Exercise:
Your task is to gather the lines below that hold the string "struct".
(Information supplied Opens)
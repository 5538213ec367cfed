//! Tests for the logger registry.

use super::*;
use crate::model::{LogEntry, LogLevel, SourceId};

fn doc(name: &str) -> SourceKey {
    Some(SourceId::from(name))
}

fn entry(message: &str) -> LogEntry {
    LogEntry::text(LogLevel::Info, message)
}

fn messages(registry: &LoggerRegistry, source: &SourceKey) -> Vec<String> {
    registry
        .buffer(source)
        .map(|b| b.iter().filter_map(|e| e.as_text().map(str::to_string)).collect())
        .unwrap_or_default()
}

#[test]
fn get_logger_creates_buffer_lazily() {
    let mut registry = LoggerRegistry::new(10);
    assert!(registry.buffer(&doc("doc1")).is_none());

    registry.get_logger(doc("doc1"));

    let buffer = registry.buffer(&doc("doc1")).expect("buffer should exist");
    assert!(buffer.is_empty());
    assert_eq!(buffer.capacity(), 10);
}

#[test]
fn get_logger_returns_shared_identity_for_equal_keys() {
    let mut registry = LoggerRegistry::new(10);

    registry.get_logger(doc("doc1")).append(entry("from first handle"));
    let second = registry.get_logger(doc("doc1"));

    assert_eq!(second.buffer().len(), 1);
    assert_eq!(second.buffer().version(), 1);
    assert_eq!(registry.sources().len(), 1);
}

#[test]
fn null_source_is_a_distinct_key() {
    let mut registry = LoggerRegistry::new(10);

    registry.log(None, entry("orphan"));
    registry.log(doc("doc1"), entry("owned"));

    assert_eq!(messages(&registry, &None), vec!["orphan"]);
    assert_eq!(messages(&registry, &doc("doc1")), vec!["owned"]);
}

#[test]
fn sources_are_listed_in_first_access_order() {
    let mut registry = LoggerRegistry::new(10);

    registry.log(doc("b"), entry("1"));
    registry.log(doc("a"), entry("2"));
    registry.log(doc("b"), entry("3"));

    assert_eq!(registry.sources(), &[doc("b"), doc("a")]);
}

#[test]
fn set_max_length_truncates_existing_buffers_oldest_first() {
    let mut registry = LoggerRegistry::new(10);
    for m in ["a", "b", "c", "d"] {
        registry.log(doc("doc1"), entry(m));
    }
    registry.log(doc("doc2"), entry("x"));

    registry.set_max_length(2).expect("valid length");

    assert_eq!(messages(&registry, &doc("doc1")), vec!["c", "d"]);
    assert_eq!(messages(&registry, &doc("doc2")), vec!["x"]);
}

#[test]
fn set_max_length_applies_to_buffers_created_later() {
    let mut registry = LoggerRegistry::new(10);

    registry.set_max_length(3).expect("valid length");
    let logger = registry.get_logger(doc("late"));

    assert_eq!(logger.buffer().capacity(), 3);
}

#[test]
fn set_max_length_rejects_negative_without_side_effects() {
    let mut registry = LoggerRegistry::new(10);
    registry.log(doc("doc1"), entry("a"));

    let result = registry.set_max_length(-1);

    assert_eq!(result, Err(LogError::InvalidArgument { requested: -1 }));
    assert_eq!(registry.max_length(), 10);
    assert_eq!(registry.buffer(&doc("doc1")).map(|b| b.capacity()), Some(10));
}

#[test]
fn every_mutation_is_announced_in_order() {
    let mut registry = LoggerRegistry::new(2);
    let subscription = registry.subscribe(SubscriptionFilter::All);

    registry.log(doc("doc1"), entry("a"));
    registry.log(doc("doc2"), entry("b"));
    registry.clear(doc("doc1"));

    let events = subscription.drain();
    assert_eq!(
        events,
        vec![
            MutationEvent {
                source: doc("doc1"),
                version: 1,
                kind: MutationKind::Append
            },
            MutationEvent {
                source: doc("doc2"),
                version: 1,
                kind: MutationKind::Append
            },
            MutationEvent {
                source: doc("doc1"),
                version: 2,
                kind: MutationKind::Clear
            },
        ]
    );
    assert!(!subscription.has_pending());
}

#[test]
fn appends_are_not_coalesced() {
    let mut registry = LoggerRegistry::new(10);
    let subscription = registry.subscribe(SubscriptionFilter::All);

    for i in 0..5 {
        registry.log(doc("doc1"), entry(&i.to_string()));
    }

    let versions: Vec<u64> = subscription.drain().iter().map(|e| e.version).collect();
    assert_eq!(versions, vec![1, 2, 3, 4, 5]);
}

#[test]
fn truncation_is_announced() {
    let mut registry = LoggerRegistry::new(10);
    registry.log(doc("doc1"), entry("a"));
    registry.log(doc("doc1"), entry("b"));
    registry.log(doc("doc2"), entry("c"));
    let subscription = registry.subscribe(SubscriptionFilter::All);

    registry.set_max_length(1).expect("valid length");

    assert_eq!(
        subscription.drain(),
        vec![MutationEvent {
            source: doc("doc1"),
            version: 3,
            kind: MutationKind::Truncate
        }]
    );
}

#[test]
fn source_filter_only_receives_its_source() {
    let mut registry = LoggerRegistry::new(10);
    let subscription = registry.subscribe(SubscriptionFilter::Source(doc("doc2")));

    registry.log(doc("doc1"), entry("ignored"));
    registry.log(doc("doc2"), entry("seen"));

    let events = subscription.drain();
    assert_eq!(events.len(), 1);
    assert_eq!(events[0].source, doc("doc2"));
}

#[test]
fn dropping_subscription_unsubscribes() {
    let mut registry = LoggerRegistry::new(10);
    let kept = registry.subscribe(SubscriptionFilter::All);
    let dropped = registry.subscribe(SubscriptionFilter::All);
    assert_eq!(registry.listener_count(), 2);

    drop(dropped);
    registry.log(doc("doc1"), entry("a"));

    assert_eq!(registry.listener_count(), 1);
    assert_eq!(kept.drain().len(), 1);
}

#[test]
fn entries_below_level_threshold_are_dropped_silently() {
    let mut registry = LoggerRegistry::new(10);
    let subscription = registry.subscribe(SubscriptionFilter::All);
    registry.get_logger(doc("doc1")).set_level(LogLevel::Warning);

    let skipped = registry.log(doc("doc1"), LogEntry::text(LogLevel::Info, "quiet"));
    let kept = registry.log(doc("doc1"), LogEntry::text(LogLevel::Error, "loud"));

    assert_eq!(skipped, None);
    assert_eq!(kept, Some(1));
    assert_eq!(messages(&registry, &doc("doc1")), vec!["loud"]);
    assert_eq!(subscription.drain().len(), 1);
}

#[test]
fn default_level_applies_to_new_buffers_only() {
    let mut registry = LoggerRegistry::new(10);
    registry.get_logger(doc("early"));

    registry.set_default_level(LogLevel::Error);
    registry.get_logger(doc("late"));

    assert_eq!(registry.buffer(&doc("early")).map(|b| b.level()), Some(LogLevel::Debug));
    assert_eq!(registry.buffer(&doc("late")).map(|b| b.level()), Some(LogLevel::Error));
}

#[test]
fn default_registry_uses_one_thousand_entries() {
    let registry = LoggerRegistry::default();
    assert_eq!(registry.max_length(), DEFAULT_MAX_LENGTH);
    assert_eq!(DEFAULT_MAX_LENGTH, 1000);
}
//! Logger registry: one bounded buffer per source, plus change notification.
//!
//! Buffers are created lazily on first access and are never removed, so
//! memory is bounded by distinct sources × `max_length`, not by message
//! volume. Every mutation is announced to subscribers as a [`MutationEvent`],
//! individually and in mutation order.

use super::log_buffer::LogBuffer;
use crate::model::error::checked_capacity;
use crate::model::{key_label, LogEntry, LogError, LogLevel, SourceKey};
use std::cell::RefCell;
use std::collections::{HashMap, VecDeque};
use std::rc::{Rc, Weak};
use tracing::debug;

#[cfg(test)]
#[path = "registry_tests.rs"]
mod tests;

/// Capacity used until settings say otherwise.
pub const DEFAULT_MAX_LENGTH: usize = 1000;

/// What changed in a buffer.
#[derive(Debug, Clone, Copy, PartialEq, Eq)]
pub enum MutationKind {
    /// An entry was appended (possibly evicting the oldest one).
    Append,
    /// The buffer was emptied.
    Clear,
    /// A capacity change evicted entries.
    Truncate,
}

/// Notification sent after every buffer mutation.
#[derive(Debug, Clone, PartialEq, Eq)]
pub struct MutationEvent {
    /// Source whose buffer changed.
    pub source: SourceKey,
    /// Buffer version after the change.
    pub version: u64,
    /// Kind of change.
    pub kind: MutationKind,
}

/// Which mutations a subscription receives.
#[derive(Debug, Clone, PartialEq, Eq)]
pub enum SubscriptionFilter {
    /// Every source.
    All,
    /// One source only.
    Source(SourceKey),
}

impl SubscriptionFilter {
    fn matches(&self, source: &SourceKey) -> bool {
        match self {
            SubscriptionFilter::All => true,
            SubscriptionFilter::Source(wanted) => wanted == source,
        }
    }
}

type EventQueue = RefCell<VecDeque<MutationEvent>>;

/// Receiving end of a registry subscription.
///
/// Events queue up until drained. Dropping the subscription unsubscribes it;
/// the registry notices on its next emission.
#[derive(Debug)]
pub struct Subscription {
    filter: SubscriptionFilter,
    queue: Rc<EventQueue>,
}

impl Subscription {
    /// Filter this subscription was created with.
    pub fn filter(&self) -> &SubscriptionFilter {
        &self.filter
    }

    /// Take every queued event, oldest first.
    pub fn drain(&self) -> Vec<MutationEvent> {
        self.queue.borrow_mut().drain(..).collect()
    }

    /// Whether any event is waiting.
    pub fn has_pending(&self) -> bool {
        !self.queue.borrow().is_empty()
    }
}

#[derive(Debug)]
struct Listener {
    filter: SubscriptionFilter,
    queue: Weak<EventQueue>,
}

/// Owns every source's buffer and announces their mutations.
#[derive(Debug)]
pub struct LoggerRegistry {
    buffers: HashMap<SourceKey, LogBuffer>,
    /// Order in which sources were first seen
    order: Vec<SourceKey>,
    max_length: usize,
    default_level: LogLevel,
    listeners: Vec<Listener>,
}

impl Default for LoggerRegistry {
    fn default() -> Self {
        Self::new(DEFAULT_MAX_LENGTH)
    }
}

impl LoggerRegistry {
    /// Create an empty registry whose buffers hold at most `max_length` entries.
    pub fn new(max_length: usize) -> Self {
        Self {
            buffers: HashMap::new(),
            order: Vec::new(),
            max_length,
            default_level: LogLevel::Debug,
            listeners: Vec::new(),
        }
    }

    /// Handle to the buffer for `source`, creating it at the current
    /// `max_length` if this is the first access.
    ///
    /// Equal keys always address the same buffer: a mutation made through one
    /// handle is visible through every later one.
    pub fn get_logger(&mut self, source: SourceKey) -> Logger<'_> {
        self.ensure(&source);
        Logger {
            registry: self,
            source,
        }
    }

    /// Read-only access to an existing buffer.
    pub fn buffer(&self, source: &SourceKey) -> Option<&LogBuffer> {
        self.buffers.get(source)
    }

    /// Every source seen so far, in first-access order.
    pub fn sources(&self) -> &[SourceKey] {
        &self.order
    }

    /// Shared capacity applied to every buffer.
    pub fn max_length(&self) -> usize {
        self.max_length
    }

    /// Change the shared capacity for existing and future buffers.
    ///
    /// Existing buffers longer than `max_length` are truncated oldest-first;
    /// each truncation is announced as a [`MutationKind::Truncate`] event.
    ///
    /// # Errors
    ///
    /// Returns [`LogError::InvalidArgument`] if `max_length` is negative. No
    /// buffer is touched in that case.
    pub fn set_max_length(&mut self, max_length: i64) -> Result<(), LogError> {
        let capacity = checked_capacity(max_length)?;
        self.max_length = capacity;
        debug!(max_length = capacity, "Applying shared log capacity");

        let mut events = Vec::new();
        for source in &self.order {
            if let Some(buffer) = self.buffers.get_mut(source) {
                if buffer.set_capacity(max_length)? > 0 {
                    events.push(MutationEvent {
                        source: source.clone(),
                        version: buffer.version(),
                        kind: MutationKind::Truncate,
                    });
                }
            }
        }
        for event in events {
            self.emit(event);
        }
        Ok(())
    }

    /// Level threshold given to buffers created from now on.
    pub fn set_default_level(&mut self, level: LogLevel) {
        self.default_level = level;
    }

    /// Append `entry` to `source`'s log. See [`Logger::append`].
    pub fn log(&mut self, source: SourceKey, entry: LogEntry) -> Option<u64> {
        self.get_logger(source).append(entry)
    }

    /// Clear `source`'s log. See [`Logger::clear`].
    pub fn clear(&mut self, source: SourceKey) -> u64 {
        self.get_logger(source).clear()
    }

    /// Subscribe to mutation events.
    pub fn subscribe(&mut self, filter: SubscriptionFilter) -> Subscription {
        let queue = Rc::new(RefCell::new(VecDeque::new()));
        self.listeners.push(Listener {
            filter: filter.clone(),
            queue: Rc::downgrade(&queue),
        });
        Subscription { filter, queue }
    }

    /// Number of live subscriptions. Dropped subscriptions are pruned first.
    pub fn listener_count(&mut self) -> usize {
        self.listeners.retain(|l| l.queue.strong_count() > 0);
        self.listeners.len()
    }

    fn ensure(&mut self, source: &SourceKey) -> &mut LogBuffer {
        if !self.buffers.contains_key(source) {
            debug!(log_source = key_label(source), capacity = self.max_length, "Created log buffer");
            self.order.push(source.clone());
        }
        let (capacity, level) = (self.max_length, self.default_level);
        self.buffers.entry(source.clone()).or_insert_with(|| {
            let mut buffer = LogBuffer::new(capacity);
            buffer.set_level(level);
            buffer
        })
    }

    fn emit(&mut self, event: MutationEvent) {
        self.listeners.retain(|listener| match listener.queue.upgrade() {
            Some(queue) => {
                if listener.filter.matches(&event.source) {
                    queue.borrow_mut().push_back(event.clone());
                }
                true
            }
            None => false,
        });
    }
}

/// Mutable handle to one source's buffer.
///
/// All mutations go through the handle so the registry can announce them.
pub struct Logger<'r> {
    registry: &'r mut LoggerRegistry,
    source: SourceKey,
}

impl Logger<'_> {
    /// Source this handle addresses.
    pub fn source(&self) -> &SourceKey {
        &self.source
    }

    /// The underlying buffer.
    pub fn buffer(&self) -> &LogBuffer {
        &self.registry.buffers[&self.source]
    }

    fn buffer_mut(&mut self) -> &mut LogBuffer {
        self.registry.ensure(&self.source)
    }

    /// Append an entry and announce it.
    ///
    /// Returns the new version, or `None` when the entry was below the
    /// buffer's level threshold and nothing changed.
    pub fn append(&mut self, entry: LogEntry) -> Option<u64> {
        let buffer = self.buffer_mut();
        if !buffer.accepts(&entry) {
            return None;
        }
        let version = buffer.append(entry);
        self.announce(version, MutationKind::Append);
        Some(version)
    }

    /// Empty the buffer and announce it. Returns the new version.
    pub fn clear(&mut self) -> u64 {
        let version = self.buffer_mut().clear();
        self.announce(version, MutationKind::Clear);
        version
    }

    /// Change this buffer's level threshold.
    pub fn set_level(&mut self, level: LogLevel) {
        debug!(log_source = key_label(&self.source), %level, "Log level changed");
        self.buffer_mut().set_level(level);
    }

    fn announce(&mut self, version: u64, kind: MutationKind) {
        let event = MutationEvent {
            source: self.source.clone(),
            version,
            kind,
        };
        self.registry.emit(event);
    }
}
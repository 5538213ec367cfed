//! Log core state machines (pure).
//!
//! All state transitions are plain method calls testable without a TUI.

pub mod display;
pub mod log_buffer;
pub mod registry;
pub mod status;

// Re-export for convenience
pub use display::{DisplayCoordinator, DisplayEvent};
pub use log_buffer::{LogBuffer, LogRange};
pub use registry::{
    Logger, LoggerRegistry, MutationEvent, MutationKind, Subscription, SubscriptionFilter,
    DEFAULT_MAX_LENGTH,
};
pub use status::{SourceStatus, StatusIndicator, FLASH_TICKS};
(Information supplied Closes)
Written solution:
pub struct MutationEvent {
pub struct Subscription {
struct Listener {
pub struct LoggerRegistry {
pub struct Logger<'r> {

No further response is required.